Eine weitere Schwierigkeit für das Nobelkomitee: Gerade, wenn der Preis nur wenige Jahre nach einer Entdeckung verliehen wird, ist das Einschätzen der Forschungsresultate eine Herausforderung. Das zeigt das Beispiel von Enrico Fermi.

Der italienische Kernphysiker erzeugte bei seinen Experimenten 1934 angeblich zwei neue chemische Elemente, die schwerer waren als alle bisher bekannten. Eine Sensation – und dafür erhielt Fermi nur vier Jahre später den Physik-Nobelpreis.

Doch Enrico Fermi lag falsch! Das fanden deutsche Forschende wenige Wochen nach der Übergabe des Preises heraus. Bei Fermis Experimenten waren nicht neue Stoffe, sondern ein Gemisch aus bekannten Stoffen herausgekommen. Und zwar indem sich die Teilchen im Ausgangsmaterial in zwei leichtere Teilchen aufspalteten.

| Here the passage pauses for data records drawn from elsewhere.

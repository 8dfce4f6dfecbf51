//! Shared building blocks for RPC over a message broker: status codes, wire
//! envelopes, serialization adapters, method descriptors, per-call
//! cancellation and compression.
#![warn(missing_docs)]
#![warn(clippy::all)]
#![warn(clippy::pedantic)]
#![warn(clippy::nursery)]

/// Composite per-call cancellation.
pub mod cancellation;

/// Compression providers for message bodies.
pub mod compression;

/// Request and response envelopes carried as broker message bodies.
pub mod envelope;

mod error;

/// Serialization adapters between typed messages and byte payloads.
pub mod marshaller;

/// Method descriptors.
pub mod method;

/// Protocol constants.
pub mod protocol;

/// Status codes.
pub mod status;

pub use cancellation::CallCancellation;
pub use compression::{
    CompressionLevel, CompressionProvider, GZIP_ENCODING, GzipCompressionProvider,
};
pub use envelope::{Headers, RequestEnvelope, ResponseEnvelope};
pub use error::{Error, Result};
pub use marshaller::{DeserializationContext, Marshaller, SerializationContext};
pub use method::{Method, MethodDescriptor, MethodKind};
pub use status::{Code, Status};
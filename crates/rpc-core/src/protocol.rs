use std::time::Duration;

/// Content type of a request envelope.
pub const REQUEST_CONTENT_TYPE: &str = "application/cbor; messageType=\"mqrpc.RpcRequest\"";

/// Content type of a response envelope.
pub const RESPONSE_CONTENT_TYPE: &str = "application/cbor; messageType=\"mqrpc.RpcResponse\"";

/// Queue servers listen on unless configured otherwise.
pub const DEFAULT_REQUEST_QUEUE: &str = "rpc_queue";

/// Header naming the encoding of a compressed body.
pub const ENCODING_HEADER: &str = "grpc-encoding";

/// Header listing the encodings a peer can decompress.
pub const ACCEPT_ENCODING_HEADER: &str = "grpc-accept-encoding";

/// The "no compression" encoding.
pub const IDENTITY_ENCODING: &str = "identity";

/// Longest timeout a call may carry. Larger values are clamped.
pub const MAX_TIMEOUT: Duration = Duration::from_secs(99_999_999);

/// Default cap on received message size.
pub const DEFAULT_MAX_RECEIVE_MESSAGE_SIZE: usize = 4 * 1024 * 1024;
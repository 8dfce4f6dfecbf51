use mqrpc_broker::BrokerError;
use thiserror::Error;

/// Errors from the NATS broker.
#[derive(Debug, Error)]
pub enum Error {
    /// Could not connect to the server.
    #[error("failed to connect: {0}")]
    Connect(String),

    /// Could not flush pending messages.
    #[error("failed to flush: {0}")]
    Flush(String),

    /// Could not publish a message.
    #[error("failed to publish: {0}")]
    Publish(String),

    /// Could not subscribe to a queue.
    #[error("failed to subscribe: {0}")]
    Subscribe(String),
}

impl BrokerError for Error {}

ein schwarz-weiss Foto eines Mannes vor einem Atommodell
Legende: Für die Entdeckung und den radiochemischen Nachweis der Kernspaltung bekam Otto Hahn 1945 den Chemie-Nobelpreis. KEYSTONE/AP Photo

Damit entdeckte das Forschungsteam ein bisher unbekanntes Phänomen: die Kernspaltung. Ohne diese Entdeckung gäbe es heute weder Atomstrom noch Nuklearwaffen. Dafür wurde Otto Hahn 1945 ebenfalls mit dem Nobelpreis geehrt.

3. Politisch nicht korrekt

Der Nobelpreis ist die Krönung jeder Forscherkarriere. Danach ist den Ausgezeichneten die öffentliche Aufmerksamkeit gewiss – für den Rest ihres Lebens. Nicht jeder kann damit umgehen, wie das Beispiel von James Watson zeigt.

Mit nur 25 Jahren lüftete Watson eines der grossen Geheimnisse der Biologie: Er entdeckte gemeinsam mit Francis Crick die dreidimensionale Struktur des Erbgutmoleküls DNA, die Doppelhelix. Damit legten die beiden die Grundlage für die moderne molekulare Genetik.

ein schwarz-weiss Foto von zwei Männern am spazieren
Legende: Francis Crick (links) und James Watson (rechts) forschten in den 50er-Jahren zusammen an der Universität Cambridge. KEYSTONE/AP Photo

Während seiner über 40-jährigen Karriere als Professor tut sich Watson als grosser Verfechter der Genforschung hervor. Der Nobelpreisträger äussert sich aber auch immer wieder abschätzig gegenüber Frauen und People of Color. Oft verbunden mit pseudowissenschaftlichen Aussagen, wonach die Unterlegenheit dieser Menschen durch genetische Unterschiede begründet sei.

Das kostet ihn schliesslich 2007 seine Ämter. Und weil ihm das Geld ausging, sah er sich 2014 sogar gezwungen, seine Nobelpreismedaille zu verkaufen.